▶ [WHAT YOU HAVE TO DO]: Starting with the first line and ending with the last, transcribe the data exactly.

▶ [PROVIDED INFORMATION]:
//! Fiber lifecycle observation hooks.
//!
//! A [`Supervisor`] receives callbacks as fibers fork, suspend, resume, and
//! end. Every hook has an empty default body, so implementors override only
//! what they observe. The runtime installs [`NoopSupervisor`] unless
//! configured otherwise.

use crate::fiber::id::FiberId;

/// How a fiber's execution ended, as reported to supervisors.
#[derive(Debug, Clone, Copy, PartialEq, Eq)]
pub enum FiberOutcome {
    /// Completed with a value.
    Succeeded,
    /// Completed with a typed error.
    Failed,
    /// Completed with an interrupt-only cause.
    Interrupted,
    /// Completed with a defect.
    Died,
}

/// Observer of fiber lifecycle events.
///
/// Hooks run synchronously on the runtime's logical thread, between fiber
/// turns. They must not block.
pub trait Supervisor {
    /// A fiber forked a child.
    fn on_fork(&self, parent: FiberId, child: FiberId) {
        let _ = (parent, child);
    }

    /// A fiber reached a terminal exit.
    fn on_end(&self, fiber: FiberId, outcome: FiberOutcome) {
        let _ = (fiber, outcome);
    }

    /// A fiber suspended at an asynchronous boundary or yield point.
    fn on_suspend(&self, fiber: FiberId) {
        let _ = fiber;
    }

    /// A suspended fiber was rescheduled.
    fn on_resume(&self, fiber: FiberId) {
        let _ = fiber;
    }
}

/// The default supervisor: observes nothing.
#[derive(Debug, Clone, Copy, Default)]
pub struct NoopSupervisor;

impl Supervisor for NoopSupervisor {}

#[cfg(test)]
mod tests {
    use super::*;
    use std::cell::RefCell;

    #[derive(Default)]
    struct Recording {
        events: RefCell<Vec<String>>,
    }

    impl Supervisor for Recording {
        fn on_fork(&self, parent: FiberId, child: FiberId) {
            self.events.borrow_mut().push(format!("fork {parent}->{child}"));
        }

        fn on_end(&self, fiber: FiberId, outcome: FiberOutcome) {
            self.events
                .borrow_mut()
                .push(format!("end {fiber} {outcome:?}"));
        }
    }

    #[test]
    fn default_hooks_are_noops() {
        let sup = NoopSupervisor;
        sup.on_fork(FiberId::NONE, FiberId::NONE);
        sup.on_end(FiberId::NONE, FiberOutcome::Succeeded);
        sup.on_suspend(FiberId::NONE);
        sup.on_resume(FiberId::NONE);
    }

    #[test]
    fn overridden_hooks_fire() {
        let sup = Recording::default();
        sup.on_end(FiberId::NONE, FiberOutcome::Interrupted);
        // Unoverridden hook stays silent.
        sup.on_suspend(FiberId::NONE);
        let events = sup.events.borrow();
        assert_eq!(events.len(), 1);
        assert!(events[0].contains("Interrupted"));
    }
}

▶ [EXERCISE RESULT]:
//! Fiber lifecycle observation hooks.
//!
//! A [`Supervisor`] receives callbacks as fibers fork, suspend, resume, and
//! end. Every hook has an empty default body, so implementors override only
//! what they observe. The runtime installs [`NoopSupervisor`] unless
//! configured otherwise.

use crate::fiber::id::FiberId;

/// How a fiber's execution ended, as reported to supervisors.
#[derive(Debug, Clone, Copy, PartialEq, Eq)]
pub enum FiberOutcome {
    /// Completed with a value.
    Succeeded,
    /// Completed with a typed error.
    Failed,
    /// Completed with an interrupt-only cause.
    Interrupted,
    /// Completed with a defect.
    Died,
}

/// Observer of fiber lifecycle events.
///
/// Hooks run synchronously on the runtime's logical thread, between fiber
/// turns. They must not block.
pub trait Supervisor {
    /// A fiber forked a child.
    fn on_fork(&self, parent: FiberId, child: FiberId) {
        let _ = (parent, child);
    }

    /// A fiber reached a terminal exit.
    fn on_end(&self, fiber: FiberId, outcome: FiberOutcome) {
        let _ = (fiber, outcome);
    }

    /// A fiber suspended at an asynchronous boundary or yield point.
    fn on_suspend(&self, fiber: FiberId) {
        let _ = fiber;
    }

    /// A suspended fiber was rescheduled.
    fn on_resume(&self, fiber: FiberId) {
        let _ = fiber;
    }
}

/// The default supervisor: observes nothing.
#[derive(Debug, Clone, Copy, Default)]
pub struct NoopSupervisor;

impl Supervisor for NoopSupervisor {}

#[cfg(test)]
mod tests {
    use super::*;
    use std::cell::RefCell;

    #[derive(Default)]
    struct Recording {
        events: RefCell<Vec<String>>,
    }

    impl Supervisor for Recording {
        fn on_fork(&self, parent: FiberId, child: FiberId) {
            self.events.borrow_mut().push(format!("fork {parent}->{child}"));
        }

        fn on_end(&self, fiber: FiberId, outcome: FiberOutcome) {
            self.events
                .borrow_mut()
                .push(format!("end {fiber} {outcome:?}"));
        }
    }

    #[test]
    fn default_hooks_are_noops() {
        let sup = NoopSupervisor;
        sup.on_fork(FiberId::NONE, FiberId::NONE);
        sup.on_end(FiberId::NONE, FiberOutcome::Succeeded);
        sup.on_suspend(FiberId::NONE);
        sup.on_resume(FiberId::NONE);
    }

    #[test]
    fn overridden_hooks_fire() {
        let sup = Recording::default();
        sup.on_end(FiberId::NONE, FiberOutcome::Interrupted);
        // Unoverridden hook stays silent.
        sup.on_suspend(FiberId::NONE);
        let events = sup.events.borrow();
        assert_eq!(events.len(), 1);
        assert!(events[0].contains("Interrupted"));
    }
}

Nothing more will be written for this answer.